Prompt – Every entry, from first to last, is to be written out exactly.

Records from a dataset:
_ _ _

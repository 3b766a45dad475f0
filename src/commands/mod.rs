//! CLI command implementations.

pub mod parse;
pub mod update;
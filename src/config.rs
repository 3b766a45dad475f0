//! Configuration management for bound.

use anyhow::{Context, Result};
use serde::{Deserialize, Serialize};
use std::path::{Path, PathBuf};

/// The "ticked" list from The Big Blocklist Collection
pub const DEFAULT_BLOCKLIST_URL: &str = "https://v.firebog.net/hosts/lists.php?type=tick";

/// Where unbound picks up drop-in configuration
pub const DEFAULT_OUTPUT: &str = "/etc/unbound/unbound.conf.d/blocklist.conf";

/// Upper bound for retries; backoff doubles each attempt
const MAX_RETRIES_LIMIT: u32 = 10;

/// Main configuration structure
#[derive(Debug, Clone, Serialize, Deserialize, PartialEq, Eq)]
#[serde(default)]
pub struct Config {
    /// Domains to refuse
    pub blocklist: ListSource,

    /// Domains never refused, even if blocklisted
    pub allowlist: ListSource,

    /// Generated unbound config fragment
    pub output: PathBuf,

    /// Init system used to restart unbound
    pub init: InitSystem,

    /// Check and restart unbound after writing the output
    pub restart: bool,

    /// HTTP settings
    pub fetch: FetchConfig,
}

impl Default for Config {
    fn default() -> Self {
        Self {
            blocklist: ListSource {
                url: Some(DEFAULT_BLOCKLIST_URL.to_string()),
                file: None,
            },
            allowlist: ListSource::default(),
            output: PathBuf::from(DEFAULT_OUTPUT),
            init: InitSystem::Systemd,
            restart: true,
            fetch: FetchConfig::default(),
        }
    }
}

impl Config {
    /// Load configuration from YAML file
    pub fn load<P: AsRef<Path>>(path: P) -> Result<Self> {
        let content = std::fs::read_to_string(path.as_ref())
            .with_context(|| format!("Failed to read config file: {:?}", path.as_ref()))?;
        let config: Config = serde_yaml::from_str(&content)
            .with_context(|| format!("Failed to parse config file: {:?}", path.as_ref()))?;

        config.validate()?;

        Ok(config)
    }

    /// Validate configuration values
    pub fn validate(&self) -> Result<()> {
        for (kind, source) in [("blocklist", &self.blocklist), ("allowlist", &self.allowlist)] {
            if let Some(url) = &source.url {
                if !is_http_url(url) {
                    anyhow::bail!("{} URL must use http or https: {}", kind, url);
                }
            }
        }

        if self.output.as_os_str().is_empty() {
            anyhow::bail!("Output path must not be empty");
        }

        if self.fetch.timeout_secs == 0 {
            anyhow::bail!("fetch.timeout_secs must be greater than 0");
        }

        if self.fetch.max_concurrent == 0 {
            anyhow::bail!("fetch.max_concurrent must be greater than 0");
        }

        if self.fetch.max_retries > MAX_RETRIES_LIMIT {
            anyhow::bail!(
                "fetch.max_retries must be at most {} (got {})",
                MAX_RETRIES_LIMIT,
                self.fetch.max_retries
            );
        }

        Ok(())
    }
}

/// Command-line values that take precedence over the config file
#[derive(Debug, Clone, Default, PartialEq, Eq)]
pub struct Overrides {
    pub blocklist_url: Option<String>,
    pub blocklist_file: Option<PathBuf>,
    pub no_default_blocklist: bool,
    pub allowlist_url: Option<String>,
    pub allowlist_file: Option<PathBuf>,
    pub output: Option<PathBuf>,
    pub init: Option<InitSystem>,
    pub no_restart: bool,
}

impl Config {
    /// Merge command-line overrides, then re-validate.
    ///
    /// `no_default_blocklist` only drops [`DEFAULT_BLOCKLIST_URL`]; a URL
    /// from the config file or the command line is kept.
    pub fn apply_overrides(&mut self, overrides: Overrides) -> Result<()> {
        if overrides.no_default_blocklist
            && self.blocklist.url.as_deref() == Some(DEFAULT_BLOCKLIST_URL)
        {
            self.blocklist.url = None;
        }
        if let Some(url) = overrides.blocklist_url {
            self.blocklist.url = Some(url);
        }
        if let Some(file) = overrides.blocklist_file {
            self.blocklist.file = Some(file);
        }
        if let Some(url) = overrides.allowlist_url {
            self.allowlist.url = Some(url);
        }
        if let Some(file) = overrides.allowlist_file {
            self.allowlist.file = Some(file);
        }
        if let Some(output) = overrides.output {
            self.output = output;
        }
        if let Some(init) = overrides.init {
            self.init = init;
        }
        if overrides.no_restart {
            self.restart = false;
        }

        self.validate()
    }
}

fn is_http_url(url: &str) -> bool {
    url.starts_with("https://") || url.starts_with("http://")
}

/// A list-of-lists URL, a local file, both or neither
#[derive(Debug, Clone, Default, Serialize, Deserialize, PartialEq, Eq)]
#[serde(default)]
pub struct ListSource {
    /// URL whose body lists further list URLs, one per line
    pub url: Option<String>,
    /// Local list file
    pub file: Option<PathBuf>,
}

impl ListSource {
    pub fn is_empty(&self) -> bool {
        self.url.is_none() && self.file.is_none()
    }
}

#[derive(
    Debug, Clone, Copy, Default, Serialize, Deserialize, PartialEq, Eq, clap::ValueEnum,
)]
#[serde(rename_all = "lowercase")]
pub enum InitSystem {
    /// systemctl restart unbound
    #[default]
    Systemd,
    /// service unbound restart
    Upstart,
    /// /etc/init.d/unbound restart
    Sysv,
}

#[derive(Debug, Clone, Serialize, Deserialize, PartialEq, Eq)]
#[serde(default)]
pub struct FetchConfig {
    /// Per-request timeout
    pub timeout_secs: u64,
    /// Retries after the first attempt
    pub max_retries: u32,
    /// Initial backoff, doubled on each retry
    pub retry_delay_ms: u64,
    /// Lists fetched in parallel
    pub max_concurrent: usize,
    /// Largest accepted list body in bytes
    pub max_list_size: usize,
}

impl Default for FetchConfig {
    fn default() -> Self {
        Self {
            timeout_secs: 30,
            max_retries: 3,
            retry_delay_ms: 2000,
            max_concurrent: 8,
            max_list_size: 32 * 1024 * 1024,
        }
    }
}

_ _ _

Response to this exercise –
repository 3b766a45dad475f0
filename src/commands/mod.rs
//! CLI command implementations.

pub mod parse;
pub mod update;
filename src/config.rs
repository 3b766a45dad475f0
//! Configuration management for bound.

use anyhow::{Context, Result};
use serde::{Deserialize, Serialize};
use std::path::{Path, PathBuf};

/// The "ticked" list from The Big Blocklist Collection
pub const DEFAULT_BLOCKLIST_URL: &str = "https://v.firebog.net/hosts/lists.php?type=tick";

/// Where unbound picks up drop-in configuration
pub const DEFAULT_OUTPUT: &str = "/etc/unbound/unbound.conf.d/blocklist.conf";

/// Upper bound for retries; backoff doubles each attempt
const MAX_RETRIES_LIMIT: u32 = 10;

/// Main configuration structure
#[derive(Debug, Clone, Serialize, Deserialize, PartialEq, Eq)]
#[serde(default)]
pub struct Config {
    /// Domains to refuse
    pub blocklist: ListSource,

    /// Domains never refused, even if blocklisted
    pub allowlist: ListSource,

    /// Generated unbound config fragment
    pub output: PathBuf,

    /// Init system used to restart unbound
    pub init: InitSystem,

    /// Check and restart unbound after writing the output
    pub restart: bool,

    /// HTTP settings
    pub fetch: FetchConfig,
}

impl Default for Config {
    fn default() -> Self {
        Self {
            blocklist: ListSource {
                url: Some(DEFAULT_BLOCKLIST_URL.to_string()),
                file: None,
            },
            allowlist: ListSource::default(),
            output: PathBuf::from(DEFAULT_OUTPUT),
            init: InitSystem::Systemd,
            restart: true,
            fetch: FetchConfig::default(),
        }
    }
}

impl Config {
    /// Load configuration from YAML file
    pub fn load<P: AsRef<Path>>(path: P) -> Result<Self> {
        let content = std::fs::read_to_string(path.as_ref())
            .with_context(|| format!("Failed to read config file: {:?}", path.as_ref()))?;
        let config: Config = serde_yaml::from_str(&content)
            .with_context(|| format!("Failed to parse config file: {:?}", path.as_ref()))?;

        config.validate()?;

        Ok(config)
    }

    /// Validate configuration values
    pub fn validate(&self) -> Result<()> {
        for (kind, source) in [("blocklist", &self.blocklist), ("allowlist", &self.allowlist)] {
            if let Some(url) = &source.url {
                if !is_http_url(url) {
                    anyhow::bail!("{} URL must use http or https: {}", kind, url);
                }
            }
        }

        if self.output.as_os_str().is_empty() {
            anyhow::bail!("Output path must not be empty");
        }

        if self.fetch.timeout_secs == 0 {
            anyhow::bail!("fetch.timeout_secs must be greater than 0");
        }

        if self.fetch.max_concurrent == 0 {
            anyhow::bail!("fetch.max_concurrent must be greater than 0");
        }

        if self.fetch.max_retries > MAX_RETRIES_LIMIT {
            anyhow::bail!(
                "fetch.max_retries must be at most {} (got {})",
                MAX_RETRIES_LIMIT,
                self.fetch.max_retries
            );
        }

        Ok(())
    }
}

/// Command-line values that take precedence over the config file
#[derive(Debug, Clone, Default, PartialEq, Eq)]
pub struct Overrides {
    pub blocklist_url: Option<String>,
    pub blocklist_file: Option<PathBuf>,
    pub no_default_blocklist: bool,
    pub allowlist_url: Option<String>,
    pub allowlist_file: Option<PathBuf>,
    pub output: Option<PathBuf>,
    pub init: Option<InitSystem>,
    pub no_restart: bool,
}

impl Config {
    /// Merge command-line overrides, then re-validate.
    ///
    /// `no_default_blocklist` only drops [`DEFAULT_BLOCKLIST_URL`]; a URL
    /// from the config file or the command line is kept.
    pub fn apply_overrides(&mut self, overrides: Overrides) -> Result<()> {
        if overrides.no_default_blocklist
            && self.blocklist.url.as_deref() == Some(DEFAULT_BLOCKLIST_URL)
        {
            self.blocklist.url = None;
        }
        if let Some(url) = overrides.blocklist_url {
            self.blocklist.url = Some(url);
        }
        if let Some(file) = overrides.blocklist_file {
            self.blocklist.file = Some(file);
        }
        if let Some(url) = overrides.allowlist_url {
            self.allowlist.url = Some(url);
        }
        if let Some(file) = overrides.allowlist_file {
            self.allowlist.file = Some(file);
        }
        if let Some(output) = overrides.output {
            self.output = output;
        }
        if let Some(init) = overrides.init {
            self.init = init;
        }
        if overrides.no_restart {
            self.restart = false;
        }

        self.validate()
    }
}

fn is_http_url(url: &str) -> bool {
    url.starts_with("https://") || url.starts_with("http://")
}

/// A list-of-lists URL, a local file, both or neither
#[derive(Debug, Clone, Default, Serialize, Deserialize, PartialEq, Eq)]
#[serde(default)]
pub struct ListSource {
    /// URL whose body lists further list URLs, one per line
    pub url: Option<String>,
    /// Local list file
    pub file: Option<PathBuf>,
}

impl ListSource {
    pub fn is_empty(&self) -> bool {
        self.url.is_none() && self.file.is_none()
    }
}

#[derive(
    Debug, Clone, Copy, Default, Serialize, Deserialize, PartialEq, Eq, clap::ValueEnum,
)]
#[serde(rename_all = "lowercase")]
pub enum InitSystem {
    /// systemctl restart unbound
    #[default]
    Systemd,
    /// service unbound restart
    Upstart,
    /// /etc/init.d/unbound restart
    Sysv,
}

#[derive(Debug, Clone, Serialize, Deserialize, PartialEq, Eq)]
#[serde(default)]
pub struct FetchConfig {
    /// Per-request timeout
    pub timeout_secs: u64,
    /// Retries after the first attempt
    pub max_retries: u32,
    /// Initial backoff, doubled on each retry
    pub retry_delay_ms: u64,
    /// Lists fetched in parallel
    pub max_concurrent: usize,
    /// Largest accepted list body in bytes
    pub max_list_size: usize,
}

impl Default for FetchConfig {
    fn default() -> Self {
        Self {
            timeout_secs: 30,
            max_retries: 3,
            retry_delay_ms: 2000,
            max_concurrent: 8,
            max_list_size: 32 * 1024 * 1024,
        }
    }
}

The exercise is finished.